◆ **INSTRUCTIONS FOR THE TASK**: What do the lines from the one containing "offsets read forward" through the end of the entries say? Quote them exactly, and only them.

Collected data
★ ★ ★ ★

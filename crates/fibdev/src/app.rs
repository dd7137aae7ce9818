//! Application entry point and dispatch.

use anyhow::{Context, Result};
use serde_json::json;
use tracing::{debug, info};

use fibdev_cli::output::{format_limbs, write_timing_files, write_to_file};
use fibdev_cli::presenter::{CLIProgressReporter, CLIResultPresenter};
use fibdev_core::calculator::FibError;
use fibdev_core::constants::MAX_EXACT_INDEX;
use fibdev_core::registry::{CalculatorFactory, DefaultFactory};
use fibdev_device::FibDevice;
use fibdev_orchestration::interfaces::{CalculationResult, ResultPresenter};
use fibdev_orchestration::{
    analyze_comparison_results, execute_calculations, get_calculators_to_run, run_sweep,
    SweepConfig,
};

use crate::config::AppConfig;

/// Run the application.
pub fn run(config: &AppConfig) -> Result<()> {
    if let Some(shell) = config.completion {
        let mut cmd = <AppConfig as clap::CommandFactory>::command();
        fibdev_cli::completion::generate_completion(&mut cmd, shell, &mut std::io::stdout());
        return Ok(());
    }

    if config.sweep {
        return run_device_sweep(config);
    }

    run_cli(config)
}

/// Print a failure the way the selected output mode expects.
pub fn report_error(config: &AppConfig, err: &anyhow::Error) {
    presenter(config).present_error(&format!("{err:#}"));
}

fn presenter(config: &AppConfig) -> CLIResultPresenter {
    CLIResultPresenter::new(config.verbose, config.quiet, config.format)
}

fn run_cli(config: &AppConfig) -> Result<()> {
    let factory = DefaultFactory::new();
    let calculators = get_calculators_to_run(&config.algo, &factory, config.n)?;
    debug!(n = config.n, count = calculators.len(), "running calculators");

    let results = execute_calculations(&calculators, config.n);
    let comparison = if results.len() > 1 {
        analyze_comparison_results(&results)
    } else {
        Ok(())
    };

    if config.json {
        println!("{}", serde_json::to_string_pretty(&results_json(config.n, &results))?);
    } else {
        let presenter = presenter(config);
        for result in &results {
            presenter.present_result(result, config.details);
            if config.quiet {
                break;
            }
        }
        if results.len() > 1 {
            presenter.present_comparison(&results);
        }
    }

    comparison?;

    if let Some(ref path) = config.output {
        if let Some(result) = results.first() {
            write_to_file(path, &result.value)
                .with_context(|| format!("writing {}", path.display()))?;
        }
    }

    Ok(())
}

fn results_json(n: u64, results: &[CalculationResult]) -> serde_json::Value {
    let entries: Vec<_> = results
        .iter()
        .map(|r| {
            json!({
                "algorithm": r.algorithm,
                "value": r.value,
                "decimal": r.value.to_string(),
                "limbs": format_limbs(&r.value),
                "duration_ns": u64::try_from(r.duration.as_nanos()).unwrap_or(u64::MAX),
            })
        })
        .collect();
    json!({
        "index": n,
        "truncated": n > MAX_EXACT_INDEX,
        "results": entries,
    })
}

fn run_device_sweep(config: &AppConfig) -> Result<()> {
    if config.algo == "all" {
        return Err(FibError::Config("a sweep drives a single algorithm".into()).into());
    }
    let calculator = DefaultFactory::new().get(&config.algo)?;
    let device = FibDevice::new(calculator);

    let reporter = CLIProgressReporter::new(config.quiet || config.json);
    let report = run_sweep(&device, &SweepConfig::new(config.max_offset), &reporter)?;

    if config.json {
        println!("{}", serde_json::to_string_pretty(&report)?);
    } else {
        presenter(config).present_sweep(&report);
    }

    if let Some(ref dir) = config.output_dir {
        let written = write_timing_files(dir, &report)
            .with_context(|| format!("writing timing files to {}", dir.display()))?;
        info!(files = written.len(), dir = %dir.display(), "timing files written");
    }

    Ok(())
}

#[cfg(test)]
mod tests {
    use super::*;
    use clap::Parser;
    use fibdev_orchestration::SweepError;

    fn config(args: &[&str]) -> AppConfig {
        AppConfig::try_parse_from(std::iter::once("fibdev").chain(args.iter().copied())).unwrap()
    }

    #[test]
    fn run_single_algorithm() {
        assert!(run(&config(&["-n", "50", "-q"])).is_ok());
    }

    #[test]
    fn run_unknown_algorithm_is_config_error() {
        let err = run(&config(&["--algo", "matrix", "-q"])).unwrap_err();
        assert!(matches!(err.downcast_ref::<FibError>(), Some(FibError::Config(_))));
    }

    #[test]
    fn sweep_rejects_all() {
        let err = run(&config(&["--sweep", "--algo", "all", "-q"])).unwrap_err();
        assert!(matches!(err.downcast_ref::<FibError>(), Some(FibError::Config(_))));
    }

    #[test]
    fn sweep_writes_timing_files() {
        let dir = tempfile::tempdir().unwrap();
        let out = dir.path().join("timings");
        let out_arg = out.to_str().unwrap();
        run(&config(&["--sweep", "--max-offset", "8", "-q", "--output-dir", out_arg])).unwrap();
        for name in fibdev_cli::output::TIMING_FILES {
            let text = std::fs::read_to_string(out.join(name)).unwrap();
            assert_eq!(text.lines().count(), 9);
        }
    }

    #[test]
    fn sweep_largest_offset_is_config_error() {
        let err = run(&config(&["--sweep", "--max-offset", "18446744073709551615", "-q"]))
            .unwrap_err();
        assert!(matches!(
            err.downcast_ref::<SweepError>(),
            Some(SweepError::OffsetOutOfRange { .. })
        ));
        assert_eq!(crate::errors::exit_code(&err), 4);
    }

    #[test]
    fn results_json_shape() {
        let factory = DefaultFactory::new();
        let calcs = get_calculators_to_run("all", &factory, 400).unwrap();
        let results = execute_calculations(&calcs, 400);
        let value = results_json(400, &results);
        assert_eq!(value["index"], 400);
        assert_eq!(value["truncated"], true);
        assert_eq!(value["results"].as_array().unwrap().len(), 2);
        assert_eq!(value["results"][0]["value"].as_array().unwrap().len(), 8);
    }
}
//! CLI result presenter and sweep progress bar.

use console::style;
use indicatif::{ProgressBar, ProgressStyle};

use fibdev_core::constants::MAX_EXACT_INDEX;
use fibdev_orchestration::{CalculationResult, ProgressReporter, ResultPresenter, SweepReport};

use crate::output::{format_duration, format_limbs, format_value, ValueFormat};

/// Check if color output is disabled via `NO_COLOR` env var.
#[must_use]
pub fn is_color_disabled() -> bool {
    std::env::var("NO_COLOR").is_ok()
}

/// CLI result presenter.
pub struct CLIResultPresenter {
    verbose: bool,
    quiet: bool,
    format: ValueFormat,
}

impl CLIResultPresenter {
    #[must_use]
    pub fn new(verbose: bool, quiet: bool, format: ValueFormat) -> Self {
        Self {
            verbose,
            quiet,
            format,
        }
    }
}

impl ResultPresenter for CLIResultPresenter {
    fn present_result(&self, result: &CalculationResult, details: bool) {
        let value = format_value(&result.value, self.format);
        if self.quiet {
            println!("{value}");
            return;
        }

        println!("Algorithm: {}", result.algorithm);
        println!("Duration: {}", format_duration(result.duration));

        if details {
            println!("Result digits: {}", result.value.digit_count());
            println!("Limbs: {}", format_limbs(&result.value));
            if result.index > MAX_EXACT_INDEX {
                println!("Truncated: yes (value is F({}) mod 10^64)", result.index);
            }
        }

        println!("F({}) = {value}", result.index);
    }

    fn present_comparison(&self, results: &[CalculationResult]) {
        if self.quiet {
            return;
        }

        println!("\nComparison Results:");
        println!("{:-<60}", "");
        let reference = results.first().map(|r| r.value);
        for result in results {
            let agrees = Some(result.value) == reference;
            let status = match (agrees, is_color_disabled()) {
                (true, true) => "OK".to_string(),
                (false, true) => "MISMATCH".to_string(),
                (true, false) => style("OK").green().to_string(),
                (false, false) => style("MISMATCH").red().bold().to_string(),
            };
            println!(
                "  {:<20} {:>10} [{}]",
                result.algorithm,
                format_duration(result.duration),
                status,
            );
        }
    }

    fn present_sweep(&self, report: &SweepReport) {
        for sample in &report.samples {
            let value = format_value(&sample.value, self.format);
            if self.quiet {
                println!("{} {value}", sample.offset);
            } else if self.verbose {
                println!(
                    "Reading at offset {}, returned the sequence {value} (user {}ns, device {}ns)",
                    sample.offset, sample.user_ns, sample.device_ns,
                );
            } else {
                println!(
                    "Reading at offset {}, returned the sequence {value}",
                    sample.offset
                );
            }
        }

        if !self.quiet {
            println!(
                "{} writes accepted {} bytes; {} offsets read forward and back with {}",
                report.writes,
                report.bytes_accepted,
                report.samples.len(),
                report.algorithm,
            );
        }
    }

    fn present_error(&self, error: &str) {
        if is_color_disabled() {
            eprintln!("Error: {error}");
        } else {
            eprintln!("{} {error}", style("Error:").red().bold());
        }
    }
}

/// Progress bar shown while a sweep runs.
pub struct CLIProgressReporter {
    bar: ProgressBar,
}

impl CLIProgressReporter {
    /// Create a reporter; a hidden bar is used when `quiet` is set.
    #[must_use]
    pub fn new(quiet: bool) -> Self {
        let bar = if quiet {
            ProgressBar::hidden()
        } else {
            ProgressBar::new(0)
        };
        if let Ok(bar_style) =
            ProgressStyle::with_template("{spinner} [{bar:40}] {pos}/{len} reads ({elapsed})")
        {
            bar.set_style(bar_style.progress_chars("=> "));
        }
        Self { bar }
    }
}

impl ProgressReporter for CLIProgressReporter {
    fn report(&self, done: u64, total: u64) {
        if self.bar.length() != Some(total) {
            self.bar.set_length(total);
        }
        self.bar.set_position(done);
    }

    fn complete(&self) {
        self.bar.finish_and_clear();
    }
}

★ ★ ★ ★

◆ **RESULT BELOW**:
                "{} writes accepted {} bytes; {} offsets read forward and back with {}",
                report.writes,
                report.bytes_accepted,
                report.samples.len(),
                report.algorithm,
            );
        }
    }

    fn present_error(&self, error: &str) {
        if is_color_disabled() {
            eprintln!("Error: {error}");
        } else {
            eprintln!("{} {error}", style("Error:").red().bold());
        }
    }
}

/// Progress bar shown while a sweep runs.
pub struct CLIProgressReporter {
    bar: ProgressBar,
}

impl CLIProgressReporter {
    /// Create a reporter; a hidden bar is used when `quiet` is set.
    #[must_use]
    pub fn new(quiet: bool) -> Self {
        let bar = if quiet {
            ProgressBar::hidden()
        } else {
            ProgressBar::new(0)
        };
        if let Ok(bar_style) =
            ProgressStyle::with_template("{spinner} [{bar:40}] {pos}/{len} reads ({elapsed})")
        {
            bar.set_style(bar_style.progress_chars("=> "));
        }
        Self { bar }
    }
}

impl ProgressReporter for CLIProgressReporter {
    fn report(&self, done: u64, total: u64) {
        if self.bar.length() != Some(total) {
            self.bar.set_length(total);
        }
        self.bar.set_position(done);
    }

    fn complete(&self) {
        self.bar.finish_and_clear();
    }
}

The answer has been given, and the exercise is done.